Key Parameters for Scaling

cores: Number of CPU cores to use for parallel processing. Set to 1 (default) for sequential processing, or 2+ for parallel block-wise processing. Useful for rasters that are memory-intensive or computationally demanding.
Input format: SpatRaster objects are preferred for spatial workflows. The function handles memory-efficient extraction and output reconstruction automatically.

Batch Processing Workflows

For extremely large regions or high-resolution grids, consider processing tiles or regions sequentially:

# Example: process raster in regional tiles
tiles <- terra::getTileExtents(r_input, 125)

results <- terra::merge(terra::sprc(apply(tiles, 1, function(x) {
  terra::window(r_input) <- x
  run_rosetta(r_input)
})))

Advanced Options

Controlling Parameter Estimation Scale

By default, parameters like alpha, npar, and Ksat are returned on a logarithmic (log10) scale. Alternative scales are available via the estimate_type argument:

# Linear scale estimates
res_linear <- run_rosetta(MUKEY_PROP[, c("sandtotal_r", "silttotal_r", "claytotal_r", "dbthirdbar_r")],
                          estimate_type = "arith")

# Geometric mean (recommended for log-transformed parameters)
res_geo <- run_rosetta(MUKEY_PROP[, c("sandtotal_r", "silttotal_r", "claytotal_r", "dbthirdbar_r")],
                       estimate_type = "geo")

Bootstrap Ensemble

By default, predictions include the full 1,000-member bootstrap ensemble for uncertainty quantification. The output includes both mean and standard deviation for each parameter.

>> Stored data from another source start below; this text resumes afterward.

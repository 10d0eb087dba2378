pub mod audio_models;
pub mod config;
pub mod error;
pub mod hw_params;
pub mod recording_result;
pub mod sample_format;
pub mod state;
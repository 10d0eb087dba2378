//! PCM WAV header generation and sample encoding.
//!
//! Only integer PCM (format code 1) is written; float captures are stored
//! as 24-bit integers after decoding.

use crate::models::hw_params::NegotiatedParams;
use crate::models::sample_format::SampleFormat;
use crate::processing::samples::fix_sample;

/// Size of the canonical RIFF/WAVE header in bytes.
pub const WAV_HEADER_SIZE: usize = 44;

/// Stream layout written into the `fmt ` chunk.
#[derive(Debug, Clone, Copy, PartialEq, Eq)]
pub struct WavSpec {
    pub sample_rate: u32,
    pub channels: u16,
    /// 16, 24 or 32.
    pub bit_depth: u16,
}

impl WavSpec {
    /// Layout that stores a capture losslessly.
    pub fn for_capture(params: &NegotiatedParams) -> Self {
        Self {
            sample_rate: params.sample_rate,
            channels: params.channels as u16,
            bit_depth: bit_depth_for(params.format),
        }
    }

    pub fn bytes_per_sample(&self) -> usize {
        self.bit_depth as usize / 8
    }

    pub fn block_align(&self) -> u16 {
        self.channels * self.bit_depth / 8
    }

    pub fn byte_rate(&self) -> u32 {
        self.sample_rate * self.block_align() as u32
    }
}

/// WAV bit depth for a capture format.
pub fn bit_depth_for(format: SampleFormat) -> u16 {
    format.payload_bits() as u16
}

/// Generate a 44-byte WAV header.
///
/// Layout:
/// ```text
/// [0-3]    "RIFF"
/// [4-7]    36 + data_size
/// [8-11]   "WAVE"
/// [12-15]  "fmt "
/// [16-19]  16
/// [20-21]  1 (PCM)
/// [22-23]  channels
/// [24-27]  sample_rate
/// [28-31]  byte_rate
/// [32-33]  block_align
/// [34-35]  bit_depth
/// [36-39]  "data"
/// [40-43]  data_size
/// ```
pub fn generate_wav_header(spec: &WavSpec, data_size: u32) -> [u8; WAV_HEADER_SIZE] {
    let mut header = [0u8; WAV_HEADER_SIZE];

    header[0..4].copy_from_slice(b"RIFF");
    header[4..8].copy_from_slice(&(36 + data_size).to_le_bytes());
    header[8..12].copy_from_slice(b"WAVE");

    header[12..16].copy_from_slice(b"fmt ");
    header[16..20].copy_from_slice(&16u32.to_le_bytes());
    header[20..22].copy_from_slice(&1u16.to_le_bytes());
    header[22..24].copy_from_slice(&spec.channels.to_le_bytes());
    header[24..28].copy_from_slice(&spec.sample_rate.to_le_bytes());
    header[28..32].copy_from_slice(&spec.byte_rate().to_le_bytes());
    header[32..34].copy_from_slice(&spec.block_align().to_le_bytes());
    header[34..36].copy_from_slice(&spec.bit_depth.to_le_bytes());

    header[36..40].copy_from_slice(b"data");
    header[40..44].copy_from_slice(&data_size.to_le_bytes());

    header
}

/// RIFF chunk size (offset 4) for a file of `total_file_size` bytes.
///
/// `None` when the file is too large for a 32-bit RIFF size field.
pub fn riff_chunk_size(total_file_size: u64) -> Option<u32> {
    u32::try_from(total_file_size.saturating_sub(8)).ok()
}

/// Append `frames` interleaved raw samples to `out` as little-endian PCM.
///
/// Samples are sign-corrected for `format` and truncated to the WAV
/// byte width, so a 24-bit payload keeps its three significant bytes.
pub fn encode_period(
    data: &[i32],
    frames: usize,
    channels: usize,
    format: SampleFormat,
    spec: &WavSpec,
    out: &mut Vec<u8>,
) {
    let width = spec.bytes_per_sample();
    let samples = (frames * channels).min(data.len());
    out.reserve(samples * width);
    for &raw in &data[..samples] {
        let bytes = fix_sample(raw, format).to_le_bytes();
        out.extend_from_slice(&bytes[..width]);
    }
}
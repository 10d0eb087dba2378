use std::fs;
use std::path::Path;

use serde::{Deserialize, Serialize};

use super::error::CaptureError;
use super::sample_format::SampleFormat;

/// Upper bound on channels accepted by [`MicrophoneConfig::validate`].
pub const MAX_CHANNELS: u32 = 256;

/// Requested configuration for one capture device.
///
/// A session copies the config when it is created; the values the hardware
/// actually grants are reported separately as
/// [`NegotiatedParams`](super::hw_params::NegotiatedParams).
#[derive(Debug, Clone, PartialEq, Eq, Serialize, Deserialize)]
pub struct MicrophoneConfig {
    /// Device identifier, passed to the driver unchanged
    /// (e.g. `hw:2,0`, `plughw:2,0`, `dsnoop:CARD=Device,DEV=0`).
    pub device: String,

    pub channels: u32,

    /// Requested sample rate in Hz.
    pub sample_rate: u32,

    /// Requested period size in frames. Latency = period / rate.
    pub period_size: usize,

    pub format: SampleFormat,
}

impl MicrophoneConfig {
    pub fn new(
        device: impl Into<String>,
        channels: u32,
        sample_rate: u32,
        period_size: usize,
        format: SampleFormat,
    ) -> Self {
        Self {
            device: device.into(),
            channels,
            sample_rate,
            period_size,
            format,
        }
    }

    /// Zylia ZM-1: 19-capsule spherical array, 24-bit.
    pub fn zylia_zm1() -> Self {
        Self::new("plughw:2,0", 19, 48_000, 1024, SampleFormat::S24Le)
    }

    /// Neewer NW-7000: single-channel USB microphone, 16-bit.
    pub fn neewer_nw7000() -> Self {
        Self::new("plughw:3,0", 1, 48_000, 1024, SampleFormat::S16Le)
    }

    pub fn validate(&self) -> Result<(), CaptureError> {
        if self.device.trim().is_empty() {
            return Err(CaptureError::Configuration("device name must not be empty".into()));
        }
        if self.channels == 0 || self.channels > MAX_CHANNELS {
            return Err(CaptureError::Configuration(format!(
                "unsupported channel count: {}",
                self.channels
            )));
        }
        if self.sample_rate == 0 {
            return Err(CaptureError::Configuration("sample rate must be positive".into()));
        }
        if self.period_size == 0 {
            return Err(CaptureError::Configuration("period size must be positive".into()));
        }
        Ok(())
    }

    /// Requested period latency in milliseconds.
    pub fn latency_ms(&self) -> f64 {
        self.period_size as f64 * 1000.0 / self.sample_rate as f64
    }

    /// Parse and validate a JSON config.
    pub fn from_json_str(json: &str) -> Result<Self, CaptureError> {
        let config: Self = serde_json::from_str(json)
            .map_err(|e| CaptureError::Configuration(format!("failed to parse config: {}", e)))?;
        config.validate()?;
        Ok(config)
    }

    /// Load and validate a JSON config file.
    pub fn load(path: &Path) -> Result<Self, CaptureError> {
        let json = fs::read_to_string(path).map_err(|e| {
            CaptureError::Configuration(format!("failed to read {}: {}", path.display(), e))
        })?;
        Self::from_json_str(&json)
    }
}

impl Default for MicrophoneConfig {
    fn default() -> Self {
        Self::neewer_nw7000()
    }
}
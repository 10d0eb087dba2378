pub mod dsp_stage;
pub mod pcm_backend;
pub mod period_handler;
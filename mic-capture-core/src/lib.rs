//! # mic-capture-core
//!
//! Device-agnostic multichannel microphone capture.
//!
//! Negotiates hardware parameters, owns the capture stream's lifecycle,
//! reads fixed-size periods with overrun recovery and hands each period to
//! a [`PeriodHandler`]. Backends (ALSA on Linux) implement the
//! [`PcmBackend`] trait and plug into the generic [`CaptureSession`].
//!
//! ## Architecture
//!
//! ```text
//! mic-capture-core (this crate)
//! ├── traits/       ← PcmBackend, PcmStream, PeriodHandler, DspStage
//! ├── models/       ← CaptureError, CaptureState, MicrophoneConfig, SampleFormat, etc.
//! ├── processing/   ← sample math, frame re-blocking, WAV header generation
//! ├── session/      ← parameter negotiation, CaptureSession
//! ├── handlers/     ← PeakMeter, DspFeeder, WavRecorder
//! └── storage/      ← WavFileWriter, metadata
//! ```
//!
//! ## Usage
//! ```ignore
//! use mic_capture_alsa::AlsaBackend;
//! use mic_capture_core::{CaptureSession, MicrophoneConfig, PeakMeter};
//!
//! let mut session = CaptureSession::new(AlsaBackend, MicrophoneConfig::zylia_zm1());
//! session.initialize()?;
//! session.start()?;
//!
//! let mut meter = PeakMeter::new(session.config().format);
//! session.process(&mut meter, 100)?;
//! session.stop();
//! ```

pub mod handlers;
pub mod models;
pub mod processing;
pub mod session;
pub mod storage;
pub mod traits;

#[cfg(test)]
pub(crate) mod testing;

// Re-export key types at crate root for convenience.
pub use handlers::dsp_feeder::DspFeeder;
pub use handlers::peak_meter::PeakMeter;
pub use handlers::wav_recorder::WavRecorder;
pub use models::audio_models::{AudioDevice, CaptureDiagnostics, ChannelLevels, PeriodRead, ProcessSummary};
pub use models::config::MicrophoneConfig;
pub use models::error::{CaptureError, DriverError, DriverErrorKind, HwParameter, NegotiationError};
pub use models::hw_params::{HwRequest, NegotiatedParams, RateDirection};
pub use models::recording_result::{RecordingMetadata, RecordingResult};
pub use models::sample_format::SampleFormat;
pub use models::state::CaptureState;
pub use processing::samples::{amplitude_to_db, calculate_peak_amplitudes, fix_sample};
pub use session::capture::CaptureSession;
pub use traits::dsp_stage::DspStage;
pub use traits::pcm_backend::{PcmBackend, PcmStream};
pub use traits::period_handler::PeriodHandler;
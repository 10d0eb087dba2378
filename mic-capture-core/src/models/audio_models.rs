use serde::{Deserialize, Serialize};

use crate::processing::samples::MIN_DB;

/// Outcome of a single period read that did not fail fatally.
#[derive(Debug, Clone, Copy, PartialEq, Eq)]
pub enum PeriodRead {
    /// Frames delivered. May be fewer than one period near stream edges.
    Frames(usize),
    /// The ring buffer overflowed; the stream was re-prepared and this
    /// period carries no data.
    Overrun,
}

impl PeriodRead {
    pub fn frames(&self) -> usize {
        match self {
            Self::Frames(n) => *n,
            Self::Overrun => 0,
        }
    }
}

/// Totals for one call of the processing loop.
#[derive(Debug, Clone, Copy, PartialEq, Eq, Default)]
pub struct ProcessSummary {
    /// Periods passed to the handler.
    pub periods: u64,
    pub frames: u64,
    /// Overrun periods skipped without calling the handler.
    pub overruns: u64,
}

/// Peak levels of the most recent period, one entry per channel.
#[derive(Debug, Clone, PartialEq, Default, Serialize, Deserialize)]
pub struct ChannelLevels {
    pub peaks: Vec<i32>,
    pub db: Vec<f32>,
}

impl ChannelLevels {
    pub fn channels(&self) -> usize {
        self.peaks.len()
    }

    /// Loudest channel in dB, or the floor when there are no channels.
    pub fn max_db(&self) -> f32 {
        self.db.iter().copied().fold(MIN_DB, f32::max)
    }

    /// Map a channel's level from [-60 dB, 0 dB] onto [0.0, 1.0] for meter display.
    pub fn meter_fraction(&self, channel: usize) -> f32 {
        let Some(db) = self.db.get(channel) else {
            return 0.0;
        };
        ((db - MIN_DB) / -MIN_DB).clamp(0.0, 1.0)
    }
}

/// Counters for debugging capture sessions.
#[derive(Debug, Clone, Default, PartialEq, Eq)]
pub struct CaptureDiagnostics {
    pub periods_read: u64,
    pub frames_captured: u64,
    pub overruns: u64,
    /// Reads that returned fewer frames than one period.
    pub short_reads: u64,
    pub last_driver_error: Option<String>,
}

/// A capture device reported by a backend's enumerator.
#[derive(Debug, Clone, PartialEq, Eq, Serialize, Deserialize)]
pub struct AudioDevice {
    /// Identifier to use as [`MicrophoneConfig::device`](super::config::MicrophoneConfig::device).
    pub id: String,
    pub name: String,
    pub description: Option<String>,
    pub is_default: bool,
}
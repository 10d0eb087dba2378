/// An external block-based processing stage, such as an ambisonics encoder
/// or a direction-of-arrival estimator.
///
/// The stage consumes fixed-size frames. Each frame is channel-major:
/// `frame[ch * frame_size + i]` is sample `i` of channel `ch`, normalized
/// to [-1.0, 1.0].
pub trait DspStage {
    /// Samples per channel in every frame passed to [`process_frame`](Self::process_frame).
    fn frame_size(&self) -> usize;

    fn process_frame(&mut self, frame: &[f32], channels: usize);
}

impl<S: DspStage + ?Sized> DspStage for Box<S> {
    fn frame_size(&self) -> usize {
        (**self).frame_size()
    }

    fn process_frame(&mut self, frame: &[f32], channels: usize) {
        (**self).process_frame(frame, channels)
    }
}
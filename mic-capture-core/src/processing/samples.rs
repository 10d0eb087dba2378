//! Stateless sample math: container correction, peak detection, dB conversion.

use crate::models::sample_format::SampleFormat;

/// Level reported for silence and for anything quieter than it.
pub const MIN_DB: f32 = -60.0;

/// Turn a raw container value into a correctly signed sample.
///
/// 24-bit payloads sit in the low bits of their container with the sign bit
/// at bit 23, so the payload is shifted to the top and arithmetic-shifted
/// back. 16-bit payloads are truncated to `i16`. Other formats are returned
/// unchanged.
#[inline]
pub fn fix_sample(raw: i32, format: SampleFormat) -> i32 {
    if format.is_24_bit() {
        (raw << 8) >> 8
    } else if format.is_16_bit() {
        raw as i16 as i32
    } else {
        raw
    }
}

/// Absolute peak per channel over `frames` interleaved frames.
///
/// Returns exactly `channels` values in channel order. Reads at most
/// `data.len() / channels` frames.
pub fn calculate_peak_amplitudes(
    data: &[i32],
    frames: usize,
    channels: usize,
    format: SampleFormat,
) -> Vec<i32> {
    let mut peaks = vec![0i32; channels];
    if channels == 0 {
        return peaks;
    }

    for frame in data.chunks_exact(channels).take(frames) {
        for (peak, &raw) in peaks.iter_mut().zip(frame) {
            let magnitude = fix_sample(raw, format).saturating_abs();
            if magnitude > *peak {
                *peak = magnitude;
            }
        }
    }
    peaks
}

/// Convert a peak amplitude to dB relative to the format's full scale.
///
/// Non-positive amplitudes and anything below [`MIN_DB`] report `MIN_DB`.
pub fn amplitude_to_db(amplitude: i32, format: SampleFormat) -> f32 {
    if amplitude <= 0 {
        return MIN_DB;
    }
    let db = 20.0 * (amplitude as f32 / format.full_scale()).log10();
    db.max(MIN_DB)
}

/// Corrected sample scaled to [-1.0, 1.0].
#[inline]
pub fn normalize_sample(raw: i32, format: SampleFormat) -> f32 {
    (fix_sample(raw, format) as f32 / format.full_scale()).clamp(-1.0, 1.0)
}
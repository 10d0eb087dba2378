pub mod dsp_feeder;
pub mod peak_meter;
pub mod wav_recorder;
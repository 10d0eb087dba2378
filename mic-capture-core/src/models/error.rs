use std::fmt;

use thiserror::Error;

/// Errors that can occur during microphone capture operations.
///
/// An overrun is not an error here: the read recovers the stream and
/// reports it as [`PeriodRead::Overrun`](super::audio_models::PeriodRead::Overrun).
#[derive(Debug, Error, Clone, PartialEq, Eq)]
pub enum CaptureError {
    #[error("cannot open capture device '{device}': {reason}")]
    DeviceOpen { device: String, reason: String },

    #[error("cannot set {parameter}: {reason}")]
    Parameter { parameter: HwParameter, reason: String },

    #[error("session not initialized, call initialize() first")]
    NotInitialized,

    #[error("session not running, call start() first")]
    NotRunning,

    #[error("session already initialized")]
    AlreadyInitialized,

    #[error("session already running")]
    AlreadyRunning,

    #[error("cannot start capture stream: {0}")]
    Start(String),

    #[error("read failed ({code}): {reason}")]
    FatalRead { code: i32, reason: String },

    #[error("unsupported sample format: {0}")]
    UnsupportedFormat(String),

    #[error("invalid configuration: {0}")]
    Configuration(String),

    #[error("storage error: {0}")]
    Storage(String),

    #[error("device enumeration failed: {0}")]
    Enumeration(String),
}

/// The hardware parameter a negotiation step was applying.
#[derive(Debug, Clone, Copy, PartialEq, Eq, Hash)]
pub enum HwParameter {
    /// Initial "any configuration" query.
    Defaults,
    Access,
    Format,
    Channels,
    SampleRate,
    PeriodSize,
    BufferSize,
    /// The final commit of all parameters together.
    Commit,
}

impl fmt::Display for HwParameter {
    fn fmt(&self, f: &mut fmt::Formatter<'_>) -> fmt::Result {
        let name = match self {
            Self::Defaults => "hardware defaults",
            Self::Access => "interleaved access mode",
            Self::Format => "sample format",
            Self::Channels => "channel count",
            Self::SampleRate => "sample rate",
            Self::PeriodSize => "period size",
            Self::BufferSize => "buffer size",
            Self::Commit => "hardware parameters",
        };
        f.write_str(name)
    }
}

/// How the driver classified a failed call.
#[derive(Debug, Clone, Copy, PartialEq, Eq)]
pub enum DriverErrorKind {
    /// The capture ring buffer filled before it was read.
    Overrun,
    Other,
}

/// An error reported by the underlying audio driver.
///
/// `code` is the driver's negative result code (e.g. `-EPIPE`),
/// `message` its human-readable description.
#[derive(Debug, Error, Clone, PartialEq, Eq)]
#[error("{message} ({code})")]
pub struct DriverError {
    pub kind: DriverErrorKind,
    pub code: i32,
    pub message: String,
}

impl DriverError {
    pub fn new(kind: DriverErrorKind, code: i32, message: impl Into<String>) -> Self {
        Self {
            kind,
            code,
            message: message.into(),
        }
    }

    pub fn other(code: i32, message: impl Into<String>) -> Self {
        Self::new(DriverErrorKind::Other, code, message)
    }

    pub fn is_overrun(&self) -> bool {
        self.kind == DriverErrorKind::Overrun
    }
}

/// A negotiation step was rejected by the driver.
#[derive(Debug, Error, Clone, PartialEq, Eq)]
#[error("cannot set {parameter}: {source}")]
pub struct NegotiationError {
    pub parameter: HwParameter,
    pub source: DriverError,
}

impl NegotiationError {
    pub fn new(parameter: HwParameter, source: DriverError) -> Self {
        Self { parameter, source }
    }
}

impl From<NegotiationError> for CaptureError {
    fn from(err: NegotiationError) -> Self {
        CaptureError::Parameter {
            parameter: err.parameter,
            reason: err.source.to_string(),
        }
    }
}
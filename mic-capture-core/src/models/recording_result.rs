use std::path::PathBuf;

use serde::{Deserialize, Serialize};

use super::hw_params::NegotiatedParams;

/// Result returned when a WAV recording is finalized.
#[derive(Debug, Clone, PartialEq)]
pub struct RecordingResult {
    pub file_path: PathBuf,
    pub duration_secs: f64,
    pub frames: u64,
    pub metadata: RecordingMetadata,
    pub checksum: String,
}

/// Metadata stored alongside a recording as a JSON sidecar.
#[derive(Debug, Clone, PartialEq, Serialize, Deserialize)]
pub struct RecordingMetadata {
    pub id: String,
    pub device: String,
    pub duration_secs: f64,
    pub file_path: String,
    pub checksum: String,
    pub created_at: String,
    pub channels: u32,
    pub sample_rate: u32,
    pub bit_depth: u16,
    /// Name of the format the device delivered (e.g. `S24_LE`).
    pub capture_format: String,
}

impl RecordingMetadata {
    pub fn new(
        device: &str,
        params: &NegotiatedParams,
        bit_depth: u16,
        duration_secs: f64,
        file_path: &str,
        checksum: &str,
    ) -> Self {
        Self {
            id: uuid::Uuid::new_v4().to_string(),
            device: device.to_string(),
            duration_secs,
            file_path: file_path.to_string(),
            checksum: checksum.to_string(),
            created_at: chrono::Utc::now().to_rfc3339(),
            channels: params.channels,
            sample_rate: params.sample_rate,
            bit_depth,
            capture_format: params.format.name().to_string(),
        }
    }
}
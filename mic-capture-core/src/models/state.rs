/// Capture session state machine.
///
/// State transitions:
/// ```text
/// closed → initialized → running ⇄ stopped
///    ↑__________________________________|  (drop)
/// ```
#[derive(Debug, Clone, Copy, PartialEq, Eq, Default)]
pub enum CaptureState {
    #[default]
    Closed,
    Initialized,
    Running,
    Stopped,
}

impl CaptureState {
    pub fn is_closed(&self) -> bool {
        matches!(self, Self::Closed)
    }

    pub fn is_running(&self) -> bool {
        matches!(self, Self::Running)
    }

    /// A device handle is held in every state except `Closed`.
    pub fn has_device(&self) -> bool {
        !self.is_closed()
    }

    /// Whether `start()` may be issued from this state.
    pub fn can_start(&self) -> bool {
        matches!(self, Self::Initialized | Self::Stopped)
    }
}
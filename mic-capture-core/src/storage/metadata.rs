use std::fs;
use std::path::{Path, PathBuf};

use crate::models::error::CaptureError;
use crate::models::recording_result::RecordingMetadata;

/// Sidecar path for a recording: `{recording}.metadata.json`.
pub fn metadata_path(recording_path: &Path) -> PathBuf {
    recording_path.with_extension("metadata.json")
}

/// Write recording metadata as a JSON sidecar file.
pub fn write_metadata(metadata: &RecordingMetadata, recording_path: &Path) -> Result<(), CaptureError> {
    let json = serde_json::to_string_pretty(metadata)
        .map_err(|e| CaptureError::Storage(format!("failed to serialize metadata: {}", e)))?;
    fs::write(metadata_path(recording_path), json)
        .map_err(|e| CaptureError::Storage(format!("failed to write metadata: {}", e)))?;
    Ok(())
}

/// Read recording metadata from a JSON sidecar file.
pub fn read_metadata(recording_path: &Path) -> Result<RecordingMetadata, CaptureError> {
    let json = fs::read_to_string(metadata_path(recording_path))
        .map_err(|e| CaptureError::Storage(format!("failed to read metadata: {}", e)))?;
    serde_json::from_str(&json)
        .map_err(|e| CaptureError::Storage(format!("failed to parse metadata: {}", e)))
}
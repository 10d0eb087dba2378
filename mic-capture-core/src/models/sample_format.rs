use std::fmt;
use std::str::FromStr;

use serde::{Deserialize, Serialize};

use super::error::CaptureError;

/// Sample encodings a capture device can deliver.
///
/// The set is closed: every variant has an explicit full-scale amplitude,
/// so level math never has to guess. Names follow the host audio
/// subsystem's convention (`S24_LE`, `FLOAT_LE`, ...).
#[derive(Debug, Clone, Copy, PartialEq, Eq, Hash, Serialize, Deserialize)]
#[serde(try_from = "String", into = "String")]
pub enum SampleFormat {
    /// Signed 16-bit, little-endian.
    S16Le,
    /// Signed 16-bit, big-endian.
    S16Be,
    /// Signed 24-bit payload in a 4-byte little-endian container.
    S24Le,
    /// Signed 24-bit payload in a 4-byte big-endian container.
    S24Be,
    /// Signed 24-bit packed in 3 bytes, little-endian.
    S24_3Le,
    /// Signed 24-bit packed in 3 bytes, big-endian.
    S24_3Be,
    /// Signed 32-bit, little-endian.
    S32Le,
    /// 32-bit IEEE float, little-endian. Quantized to 24-bit fixed point on decode.
    Float32Le,
}

impl SampleFormat {
    pub const ALL: [SampleFormat; 8] = [
        Self::S16Le,
        Self::S16Be,
        Self::S24Le,
        Self::S24Be,
        Self::S24_3Le,
        Self::S24_3Be,
        Self::S32Le,
        Self::Float32Le,
    ];

    /// Bytes one sample occupies in the interleaved hardware buffer.
    pub fn container_bytes(self) -> usize {
        match self {
            Self::S16Le | Self::S16Be => 2,
            Self::S24_3Le | Self::S24_3Be => 3,
            Self::S24Le | Self::S24Be | Self::S32Le | Self::Float32Le => 4,
        }
    }

    /// Significant bits of the decoded fixed-point sample.
    pub fn payload_bits(self) -> u32 {
        match self {
            Self::S16Le | Self::S16Be => 16,
            Self::S24Le | Self::S24Be | Self::S24_3Le | Self::S24_3Be | Self::Float32Le => 24,
            Self::S32Le => 32,
        }
    }

    /// Magnitude treated as 0 dBFS for this format.
    pub fn full_scale(self) -> f32 {
        match self.payload_bits() {
            16 => 32_768.0,         // 2^15
            24 => 8_388_608.0,      // 2^23
            _ => 2_147_483_648.0,   // 2^31
        }
    }

    pub fn is_24_bit(self) -> bool {
        self.payload_bits() == 24 && self != Self::Float32Le
    }

    pub fn is_16_bit(self) -> bool {
        self.payload_bits() == 16
    }

    /// Canonical name as used by the host audio subsystem.
    pub fn name(self) -> &'static str {
        match self {
            Self::S16Le => "S16_LE",
            Self::S16Be => "S16_BE",
            Self::S24Le => "S24_LE",
            Self::S24Be => "S24_BE",
            Self::S24_3Le => "S24_3LE",
            Self::S24_3Be => "S24_3BE",
            Self::S32Le => "S32_LE",
            Self::Float32Le => "FLOAT_LE",
        }
    }

    /// Decode one container into its raw 32-bit value.
    ///
    /// Integer formats are returned exactly as the container holds them,
    /// without sign extension; run the result through
    /// [`fix_sample`](crate::processing::samples::fix_sample).
    /// `bytes` must hold at least [`container_bytes`](Self::container_bytes).
    pub fn decode(self, bytes: &[u8]) -> i32 {
        match self {
            Self::S16Le => u16::from_le_bytes([bytes[0], bytes[1]]) as i32,
            Self::S16Be => u16::from_be_bytes([bytes[0], bytes[1]]) as i32,
            Self::S24Le | Self::S32Le => i32::from_le_bytes([bytes[0], bytes[1], bytes[2], bytes[3]]),
            Self::S24Be => i32::from_be_bytes([bytes[0], bytes[1], bytes[2], bytes[3]]),
            Self::S24_3Le => i32::from_le_bytes([bytes[0], bytes[1], bytes[2], 0]),
            Self::S24_3Be => i32::from_be_bytes([0, bytes[0], bytes[1], bytes[2]]),
            Self::Float32Le => {
                let value = f32::from_le_bytes([bytes[0], bytes[1], bytes[2], bytes[3]]);
                let scaled = value.clamp(-1.0, 1.0) * self.full_scale();
                // +1.0 would land one past the largest 24-bit value.
                (scaled as i32).min((1 << 23) - 1)
            }
        }
    }

    /// Decode an interleaved byte buffer into `out`, one value per sample.
    ///
    /// Decodes `min(bytes.len() / container_bytes, out.len())` samples and
    /// returns that count.
    pub fn decode_interleaved(self, bytes: &[u8], out: &mut [i32]) -> usize {
        let width = self.container_bytes();
        let mut count = 0;
        for (chunk, slot) in bytes.chunks_exact(width).zip(out.iter_mut()) {
            *slot = self.decode(chunk);
            count += 1;
        }
        count
    }
}

impl fmt::Display for SampleFormat {
    fn fmt(&self, f: &mut fmt::Formatter<'_>) -> fmt::Result {
        f.write_str(self.name())
    }
}

impl FromStr for SampleFormat {
    type Err = CaptureError;

    fn from_str(s: &str) -> Result<Self, Self::Err> {
        let normalized = s.trim().to_ascii_uppercase().replace('-', "_");
        Self::ALL
            .into_iter()
            .find(|format| format.name() == normalized)
            .ok_or_else(|| CaptureError::UnsupportedFormat(s.to_string()))
    }
}

impl TryFrom<String> for SampleFormat {
    type Error = CaptureError;

    fn try_from(value: String) -> Result<Self, Self::Error> {
        value.parse()
    }
}

impl From<SampleFormat> for String {
    fn from(format: SampleFormat) -> Self {
        format.name().to_string()
    }
}
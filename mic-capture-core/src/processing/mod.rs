pub mod frame_accumulator;
pub mod samples;
pub mod wav_format;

# The output includes uncertainty estimates
head(res_points[, c("log10_Ksat_mean", "log10_Ksat_sd")])

Summary

Key considerations for high-throughput analysis:

Use SpatRaster objects as input for spatial workflows; the function handles data conversion automatically.
Set cores > 1 to enable parallel block-wise processing for large rasters.
Choose estimate_type based on your application requirements.
For extremely large regions, consider tiling or regional batch processing workflows.